:: Exercise description ::
The expected output is a copy of every line in the records with the string "documents".

————————

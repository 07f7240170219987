//! Boilerplate exclusion rules
//!
//! Headings, paragraphs and divs that live in page chrome (navigation,
//! footers, headers, sidebars) are skipped during paragraph extraction.

use dom_query::NodeRef;

use crate::dom;

/// Regions whose content is treated as page chrome.
pub const DEFAULT_REGION_TAGS: &[&str] = &["nav", "footer", "header", "aside"];

/// Sectioning elements considered when looking for the enclosing region.
pub const DEFAULT_STRUCTURAL_TAGS: &[&str] = &[
    "nav", "footer", "header", "aside", "main", "article", "section", "body", "html",
];

/// Class substrings marking page chrome.
pub const DEFAULT_CLASS_TOKENS: &[&str] = &["nav", "menu", "footer", "header", "sidebar"];

/// Ancestor and class filters for candidate blocks.
#[derive(Debug, Clone, PartialEq, Eq)]
pub struct ExclusionRules {
    /// Excluded when the nearest structural ancestor has one of these tags.
    pub region_tags: Vec<String>,

    /// Tags that count as structural when walking up from a candidate.
    pub structural_tags: Vec<String>,

    /// Excluded when the candidate's class attribute contains any of these
    /// (case-insensitive).
    pub class_tokens: Vec<String>,
}

impl Default for ExclusionRules {
    fn default() -> Self {
        Self {
            region_tags: to_owned(DEFAULT_REGION_TAGS),
            structural_tags: to_owned(DEFAULT_STRUCTURAL_TAGS),
            class_tokens: to_owned(DEFAULT_CLASS_TOKENS),
        }
    }
}

fn to_owned(items: &[&str]) -> Vec<String> {
    items.iter().map(ToString::to_string).collect()
}

impl ExclusionRules {
    /// Returns true if the candidate should be skipped.
    #[must_use]
    pub fn excludes(&self, node: &NodeRef) -> bool {
        self.in_excluded_region(node) || self.has_excluded_class(node)
    }

    /// The nearest structural ancestor is one of the excluded regions.
    #[must_use]
    pub fn in_excluded_region(&self, node: &NodeRef) -> bool {
        let mut current = node.parent();
        while let Some(ancestor) = current {
            if let Some(tag) = dom::node_tag(&ancestor) {
                if self.structural_tags.iter().any(|t| *t == tag) {
                    return self.region_tags.iter().any(|t| *t == tag);
                }
            }
            current = ancestor.parent();
        }
        false
    }

    /// The class attribute contains an excluded token.
    #[must_use]
    pub fn has_excluded_class(&self, node: &NodeRef) -> bool {
        let class = dom::node_class(node).to_lowercase();
        if class.is_empty() {
            return false;
        }
        self.class_tokens
            .iter()
            .any(|token| class.contains(token.to_lowercase().as_str()))
    }
}
//! Google Cloud Translation (v2, REST) client.

use std::time::Duration;

use async_trait::async_trait;
use serde::{Deserialize, Serialize};
use tracing::debug;

use super::Translator;
use crate::config::Config;
use crate::error::{Error, Result};

/// Public endpoint of the service.
pub const DEFAULT_ENDPOINT: &str = "https://translation.googleapis.com";

const TRANSLATE_PATH: &str = "/language/translate/v2";

#[derive(Debug, Serialize)]
struct TranslateRequest<'a> {
    q: &'a str,
    target: &'a str,
    #[serde(skip_serializing_if = "Option::is_none")]
    source: Option<&'a str>,
    format: &'static str,
}

#[derive(Debug, Deserialize)]
struct TranslateResponse {
    data: TranslateData,
}

#[derive(Debug, Deserialize)]
struct TranslateData {
    translations: Vec<TranslatedText>,
}

#[derive(Debug, Deserialize)]
#[serde(rename_all = "camelCase")]
struct TranslatedText {
    translated_text: String,
    #[serde(default)]
    detected_source_language: Option<String>,
}

#[derive(Debug, Deserialize)]
struct ErrorResponse {
    error: ErrorBody,
}

#[derive(Debug, Deserialize)]
struct ErrorBody {
    message: String,
}

/// Client for the v2 `translate` method.
#[derive(Debug, Clone)]
pub struct GoogleTranslate {
    client: reqwest::Client,
    endpoint: String,
    api_key: String,
}

impl GoogleTranslate {
    /// Build a client against the public endpoint.
    pub fn new(api_key: impl Into<String>, timeout: Duration) -> Result<Self> {
        let client = reqwest::Client::builder().timeout(timeout).build()?;
        Ok(Self {
            client,
            endpoint: DEFAULT_ENDPOINT.to_string(),
            api_key: api_key.into(),
        })
    }

    /// Point the client at another base URL (proxies, emulators).
    #[must_use]
    pub fn with_endpoint(mut self, endpoint: impl Into<String>) -> Self {
        self.endpoint = endpoint.into().trim_end_matches('/').to_string();
        self
    }

    /// Build from loaded configuration; fails when no API key is set.
    pub fn from_config(config: &Config) -> Result<Self> {
        let client = Self::new(config.require_api_key()?, config.translate_timeout)?;
        Ok(match &config.endpoint {
            Some(endpoint) => client.with_endpoint(endpoint.as_str()),
            None => client,
        })
    }

    #[must_use]
    pub fn endpoint(&self) -> &str {
        &self.endpoint
    }

    fn url(&self) -> String {
        format!("{}{TRANSLATE_PATH}", self.endpoint)
    }
}

#[async_trait]
impl Translator for GoogleTranslate {
    async fn translate(&self, text: &str, source: Option<&str>, target: &str) -> Result<String> {
        let request = TranslateRequest {
            q: text,
            target,
            source,
            format: "text",
        };

        let response = self
            .client
            .post(self.url())
            .query(&[("key", self.api_key.as_str())])
            .json(&request)
            .send()
            .await?;

        let status = response.status();
        let body = response.text().await?;
        if !status.is_success() {
            return Err(Error::Service {
                status: status.as_u16(),
                message: error_message(&body),
            });
        }

        parse_response(&body)
    }
}

/// Pull the first translation out of a success body.
pub(crate) fn parse_response(body: &str) -> Result<String> {
    let parsed: TranslateResponse =
        serde_json::from_str(body).map_err(|e| Error::Decode(e.to_string()))?;
    let first = parsed
        .data
        .translations
        .into_iter()
        .next()
        .ok_or_else(|| Error::Decode("no translations in response".to_string()))?;

    if let Some(detected) = &first.detected_source_language {
        debug!(detected = detected.as_str(), "service detected source language");
    }
    Ok(first.translated_text)
}

/// `error.message` of an error body, or the raw body when it is not JSON.
pub(crate) fn error_message(body: &str) -> String {
    match serde_json::from_str::<ErrorResponse>(body) {
        Ok(parsed) => parsed.error.message,
        Err(_) if body.trim().is_empty() => "empty response".to_string(),
        Err(_) => body.trim().to_string(),
    }
}
//! # dhivehi-translator
//!
//! Scrape web pages and documents, detect Dhivehi (Thaana) text, and
//! translate the extracted content.
//!
//! The crate is split into a synchronous extraction core and asynchronous
//! collaborators around it:
//!
//! - **Extraction**: title, a prioritized content container, and a
//!   three-strategy paragraph cascade, optionally with every text element
//!   tagged for in-place translation
//! - **Script detection**: Thaana presence and `auto` source resolution
//! - **Translation**: a service-agnostic [`Translator`] seam, a gateway that
//!   turns failures into values, and page-level orchestration
//! - **Collaborators**: page fetching, random wiki articles, PDF/DOCX/text
//!   readers
//!
//! ## Quick Start
//!
//! ```rust
//! use dhivehi_translator::extract;
//!
//! let html = r#"<html><head><title>T</title></head>
//! <body><p>Hello world this is a test</p></body></html>"#;
//!
//! let page = extract(html);
//! assert_eq!(page.title, "T");
//! assert_eq!(page.paragraphs, vec!["Hello world this is a test"]);
//! ```

mod error;
mod extract;
mod options;
mod result;

/// DOM operations adapter over `dom_query`.
pub mod dom;

/// Container and exclusion rule tables.
pub mod selector;

/// Paragraph cascade and structure annotation.
pub mod extractor;

/// Thaana script detection.
pub mod script;

/// Character encoding detection and transcoding.
pub mod encoding;

/// HTTP page fetching.
pub mod fetch;

/// Random wiki articles.
pub mod random;

/// PDF, DOCX and text readers.
pub mod documents;

/// Translation service, gateway and orchestration.
pub mod translation;

/// Environment configuration.
pub mod config;

/// Tracing subscriber setup.
pub mod logging;

use std::time::Duration;

use tracing::{debug, warn};

// Public API - re-exports
pub use config::Config;
pub use error::{Error, Result};
pub use extract::{extract_title, NO_TITLE};
pub use fetch::Fetcher;
pub use options::{DedupeMode, Options, DEFAULT_ANNOTATE_TAGS};
pub use result::{
    AnnotatedElement, AnnotatedHtml, ScrapeFailure, ScrapeResult, ScrapedPage, TranslatedContent,
    TranslatedElement, TranslatedHtml, TranslatedParagraph, TRANSLATE_ID_ATTR,
};
pub use script::{is_dhivehi_script, resolve_source_language};
pub use translation::{Gateway, GoogleTranslate, Translation, Translator};

/// Extracts content from an HTML document using default options.
///
/// Extraction never fails: a page without usable text yields an empty
/// `paragraphs` list.
#[must_use]
pub fn extract(html: &str) -> ScrapedPage {
    extract_with_options(html, &Options::default())
}

/// Extracts content from an HTML document with custom options.
///
/// # Example
///
/// ```rust
/// use dhivehi_translator::{extract_with_options, Options};
///
/// let html = r#"<html><body><p>Hello world this is a test</p></body></html>"#;
/// let options = Options {
///     preserve_structure: true,
///     ..Options::default()
/// };
/// let page = extract_with_options(html, &options);
/// let annotated = page.annotated.expect("structure was requested");
/// assert_eq!(annotated.elements.len(), 1);
/// assert!(annotated.html.contains("data-translate-id"));
/// ```
#[must_use]
pub fn extract_with_options(html: &str, options: &Options) -> ScrapedPage {
    extract::extract_content(html, options)
}

/// Extracts content from raw HTML bytes, detecting the character encoding
/// from `content_type` or `<meta>` declarations.
///
/// # Example
///
/// ```rust
/// use dhivehi_translator::{extract_bytes, Options};
///
/// let html = b"<html><head><meta charset=\"ISO-8859-1\"></head><body><p>Caf\xE9 au lait, s'il vous pla\xEEt</p></body></html>";
/// let page = extract_bytes(html, None, &Options::default());
/// assert_eq!(page.paragraphs, vec!["Café au lait, s'il vous plaît"]);
/// ```
#[must_use]
pub fn extract_bytes(html: &[u8], content_type: Option<&str>, options: &Options) -> ScrapedPage {
    let html = encoding::decode_html(html, content_type);
    extract_with_options(&html, options)
}

/// Fetch a page and extract it.
///
/// Fetch failures (bad URL, transport error, non-success status, timeout)
/// become a [`ScrapeFailure`]; no partial content is returned with them.
pub async fn scrape_url(
    fetcher: &Fetcher,
    url: &str,
    timeout: Duration,
    options: &Options,
) -> ScrapeResult {
    let fetched = match fetcher.fetch(url, timeout).await {
        Ok(fetched) => fetched,
        Err(err) => {
            warn!(url, error = %err, "scrape failed");
            return Err(ScrapeFailure::new(url, err.to_string()));
        }
    };

    if fetched.final_url != url {
        debug!(url, final_url = fetched.final_url.as_str(), "followed redirects");
    }

    let options = Options {
        url: Some(url.to_string()),
        ..options.clone()
    };
    Ok(extract_with_options(&fetched.html, &options))
}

————————

:: Exercise response ::
//! Scrape web pages and documents, detect Dhivehi (Thaana) text, and
pub mod documents;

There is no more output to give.